//! Live line-level diff tracking between a working buffer and a base revision.
//!
//! A [`LineStatusTracker`] keeps an ordered list of [`ChangeRange`]s describing where the
//! working buffer diverges from the base text, patches that list as edits are reported,
//! and can roll ranges back to their base content.

pub mod buffer;
pub mod config;
pub mod diff;
pub mod error;
pub mod tracker;
pub mod utils;

pub use buffer::{LineBuffer, MutableLineBuffer, TextBuffer};
pub use config::{IncrementalPolicy, TrackerConfig};
pub use diff::word_diff::WordFragment;
pub use diff::{ImaraLineDiffer, LineBlock, LineBlockKind, LineDiffer};
pub use error::TrackerError;
pub use tracker::{
    ChangeRange, InnerRange, InnerRangeKind, InvariantViolation, LineStatusTracker, RangeId,
    RangeKind, RangeStats, TrackedBuffer,
};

• **TASK**: Please write out only the lines from the one containing "pub mod config;" to the end of the records above, exactly, both ends included.

• **RESPONSE TO THE TASK**:
pub mod config;
pub mod diff;
pub mod error;
pub mod tracker;
pub mod utils;

pub use buffer::{LineBuffer, MutableLineBuffer, TextBuffer};
pub use config::{IncrementalPolicy, TrackerConfig};
pub use diff::word_diff::WordFragment;
pub use diff::{ImaraLineDiffer, LineBlock, LineBlockKind, LineDiffer};
pub use error::TrackerError;
pub use tracker::{
    ChangeRange, InnerRange, InnerRangeKind, InvariantViolation, LineStatusTracker, RangeId,
    RangeKind, RangeStats, TrackedBuffer,
};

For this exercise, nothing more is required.